**Supplied material**
=======
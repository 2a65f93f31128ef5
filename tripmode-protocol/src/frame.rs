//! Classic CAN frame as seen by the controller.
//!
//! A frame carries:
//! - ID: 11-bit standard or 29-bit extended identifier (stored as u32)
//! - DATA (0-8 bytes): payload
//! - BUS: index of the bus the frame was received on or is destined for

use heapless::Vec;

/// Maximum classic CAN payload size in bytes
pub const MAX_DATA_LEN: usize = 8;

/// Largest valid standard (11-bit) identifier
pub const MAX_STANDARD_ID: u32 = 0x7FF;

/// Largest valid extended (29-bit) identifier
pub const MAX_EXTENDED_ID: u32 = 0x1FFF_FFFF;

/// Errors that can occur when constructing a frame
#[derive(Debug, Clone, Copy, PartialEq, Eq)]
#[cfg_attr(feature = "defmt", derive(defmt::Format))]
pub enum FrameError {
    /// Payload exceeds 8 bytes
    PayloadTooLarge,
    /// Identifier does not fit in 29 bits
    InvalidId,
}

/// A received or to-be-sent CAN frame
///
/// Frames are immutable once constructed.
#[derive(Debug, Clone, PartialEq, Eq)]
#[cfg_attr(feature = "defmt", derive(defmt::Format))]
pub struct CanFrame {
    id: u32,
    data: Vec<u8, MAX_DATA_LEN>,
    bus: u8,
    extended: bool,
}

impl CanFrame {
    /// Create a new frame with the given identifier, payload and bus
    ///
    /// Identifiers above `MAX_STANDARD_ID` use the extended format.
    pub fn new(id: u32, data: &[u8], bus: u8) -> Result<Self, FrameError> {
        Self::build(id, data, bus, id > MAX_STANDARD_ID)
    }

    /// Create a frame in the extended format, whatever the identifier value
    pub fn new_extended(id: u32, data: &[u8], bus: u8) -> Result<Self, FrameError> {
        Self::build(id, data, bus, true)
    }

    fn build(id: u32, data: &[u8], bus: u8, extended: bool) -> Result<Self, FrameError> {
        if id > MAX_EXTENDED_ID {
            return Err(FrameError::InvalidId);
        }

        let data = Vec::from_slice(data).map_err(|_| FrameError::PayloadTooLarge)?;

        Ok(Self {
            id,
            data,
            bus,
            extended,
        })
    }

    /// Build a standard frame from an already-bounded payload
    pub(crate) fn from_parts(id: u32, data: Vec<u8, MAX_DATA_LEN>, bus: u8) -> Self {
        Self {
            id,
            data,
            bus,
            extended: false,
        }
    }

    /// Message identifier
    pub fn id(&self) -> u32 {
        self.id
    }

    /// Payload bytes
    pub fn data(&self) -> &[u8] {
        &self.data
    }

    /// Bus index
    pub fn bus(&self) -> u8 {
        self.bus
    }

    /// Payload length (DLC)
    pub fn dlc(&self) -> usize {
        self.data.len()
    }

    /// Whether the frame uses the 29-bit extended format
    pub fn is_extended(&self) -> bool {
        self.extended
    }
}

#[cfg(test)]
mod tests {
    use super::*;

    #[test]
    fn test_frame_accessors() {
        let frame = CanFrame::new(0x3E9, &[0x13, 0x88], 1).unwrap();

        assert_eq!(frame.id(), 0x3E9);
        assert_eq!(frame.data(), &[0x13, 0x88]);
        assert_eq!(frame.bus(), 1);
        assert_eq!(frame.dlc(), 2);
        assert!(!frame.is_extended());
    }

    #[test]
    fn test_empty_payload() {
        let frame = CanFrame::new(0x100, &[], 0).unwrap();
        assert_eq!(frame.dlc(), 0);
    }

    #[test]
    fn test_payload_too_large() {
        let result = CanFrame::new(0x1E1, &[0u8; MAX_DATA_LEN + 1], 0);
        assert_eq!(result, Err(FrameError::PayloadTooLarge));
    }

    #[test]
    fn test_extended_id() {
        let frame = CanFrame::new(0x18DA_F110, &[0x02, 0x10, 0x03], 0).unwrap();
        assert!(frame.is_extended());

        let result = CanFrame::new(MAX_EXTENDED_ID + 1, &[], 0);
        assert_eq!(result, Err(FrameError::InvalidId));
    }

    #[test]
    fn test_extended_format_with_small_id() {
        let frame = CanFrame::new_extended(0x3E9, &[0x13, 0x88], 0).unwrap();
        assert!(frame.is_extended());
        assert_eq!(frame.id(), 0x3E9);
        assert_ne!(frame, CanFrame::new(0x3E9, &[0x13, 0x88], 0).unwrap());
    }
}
=======
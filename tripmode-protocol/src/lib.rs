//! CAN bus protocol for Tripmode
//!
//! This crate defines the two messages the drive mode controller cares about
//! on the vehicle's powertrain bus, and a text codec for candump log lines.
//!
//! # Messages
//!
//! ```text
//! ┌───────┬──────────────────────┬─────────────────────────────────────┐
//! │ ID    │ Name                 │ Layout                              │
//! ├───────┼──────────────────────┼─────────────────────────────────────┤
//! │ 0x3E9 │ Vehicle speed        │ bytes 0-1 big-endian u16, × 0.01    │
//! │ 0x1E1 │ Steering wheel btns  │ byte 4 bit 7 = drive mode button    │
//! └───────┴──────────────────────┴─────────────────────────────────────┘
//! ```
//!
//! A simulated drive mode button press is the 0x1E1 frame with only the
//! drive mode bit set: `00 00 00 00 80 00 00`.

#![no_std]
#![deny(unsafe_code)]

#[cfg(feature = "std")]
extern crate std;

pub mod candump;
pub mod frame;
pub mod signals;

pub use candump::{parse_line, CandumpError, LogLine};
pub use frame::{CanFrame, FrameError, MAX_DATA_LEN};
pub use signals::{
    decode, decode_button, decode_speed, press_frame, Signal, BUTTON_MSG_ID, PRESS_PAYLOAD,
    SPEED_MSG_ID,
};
=======
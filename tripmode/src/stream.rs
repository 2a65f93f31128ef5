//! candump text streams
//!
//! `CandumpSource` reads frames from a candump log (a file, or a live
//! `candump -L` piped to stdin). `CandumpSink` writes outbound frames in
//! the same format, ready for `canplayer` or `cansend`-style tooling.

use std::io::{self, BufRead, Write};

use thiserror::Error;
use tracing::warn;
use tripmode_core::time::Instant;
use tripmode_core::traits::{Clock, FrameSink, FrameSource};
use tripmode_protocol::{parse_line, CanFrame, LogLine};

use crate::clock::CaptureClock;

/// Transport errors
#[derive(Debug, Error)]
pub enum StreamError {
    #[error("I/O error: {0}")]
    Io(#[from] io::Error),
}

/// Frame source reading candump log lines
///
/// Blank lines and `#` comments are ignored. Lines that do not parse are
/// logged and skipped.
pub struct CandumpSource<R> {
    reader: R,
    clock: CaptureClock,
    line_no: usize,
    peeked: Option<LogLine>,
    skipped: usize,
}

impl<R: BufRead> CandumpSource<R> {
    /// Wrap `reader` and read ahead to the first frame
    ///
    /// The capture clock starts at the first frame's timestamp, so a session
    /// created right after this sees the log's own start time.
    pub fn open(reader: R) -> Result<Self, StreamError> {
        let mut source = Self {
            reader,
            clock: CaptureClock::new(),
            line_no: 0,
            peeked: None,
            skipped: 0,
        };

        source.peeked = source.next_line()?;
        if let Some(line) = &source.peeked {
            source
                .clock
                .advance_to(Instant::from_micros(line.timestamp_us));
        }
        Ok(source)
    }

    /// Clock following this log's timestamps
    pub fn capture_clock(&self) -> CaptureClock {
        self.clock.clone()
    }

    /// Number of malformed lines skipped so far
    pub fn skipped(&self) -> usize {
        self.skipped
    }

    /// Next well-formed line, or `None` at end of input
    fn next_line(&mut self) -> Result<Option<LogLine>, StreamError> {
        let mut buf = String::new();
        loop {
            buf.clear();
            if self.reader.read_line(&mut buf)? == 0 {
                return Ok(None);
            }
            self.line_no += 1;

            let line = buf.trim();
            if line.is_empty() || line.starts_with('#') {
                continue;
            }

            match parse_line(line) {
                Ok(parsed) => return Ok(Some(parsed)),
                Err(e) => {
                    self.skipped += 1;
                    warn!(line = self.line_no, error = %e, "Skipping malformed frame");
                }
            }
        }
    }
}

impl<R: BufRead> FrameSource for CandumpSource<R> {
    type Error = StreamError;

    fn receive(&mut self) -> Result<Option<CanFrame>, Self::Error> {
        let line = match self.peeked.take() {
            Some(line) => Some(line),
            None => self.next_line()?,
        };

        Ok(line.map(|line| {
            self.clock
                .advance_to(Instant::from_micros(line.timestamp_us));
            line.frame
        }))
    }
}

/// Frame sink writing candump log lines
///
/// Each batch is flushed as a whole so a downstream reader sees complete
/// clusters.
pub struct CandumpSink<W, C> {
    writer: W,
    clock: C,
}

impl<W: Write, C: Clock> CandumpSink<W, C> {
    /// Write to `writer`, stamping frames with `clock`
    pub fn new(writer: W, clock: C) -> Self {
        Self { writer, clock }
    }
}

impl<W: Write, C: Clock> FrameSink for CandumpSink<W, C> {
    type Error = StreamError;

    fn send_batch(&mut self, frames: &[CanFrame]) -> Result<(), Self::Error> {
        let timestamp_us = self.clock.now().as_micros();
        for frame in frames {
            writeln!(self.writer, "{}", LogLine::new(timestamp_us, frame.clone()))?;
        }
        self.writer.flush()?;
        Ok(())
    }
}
=======
If a line in the material contains "Option", show it.

**Result**
    peeked: Option<LogLine>,
    fn next_line(&mut self) -> Result<Option<LogLine>, StreamError> {
    fn receive(&mut self) -> Result<Option<CanFrame>, Self::Error> {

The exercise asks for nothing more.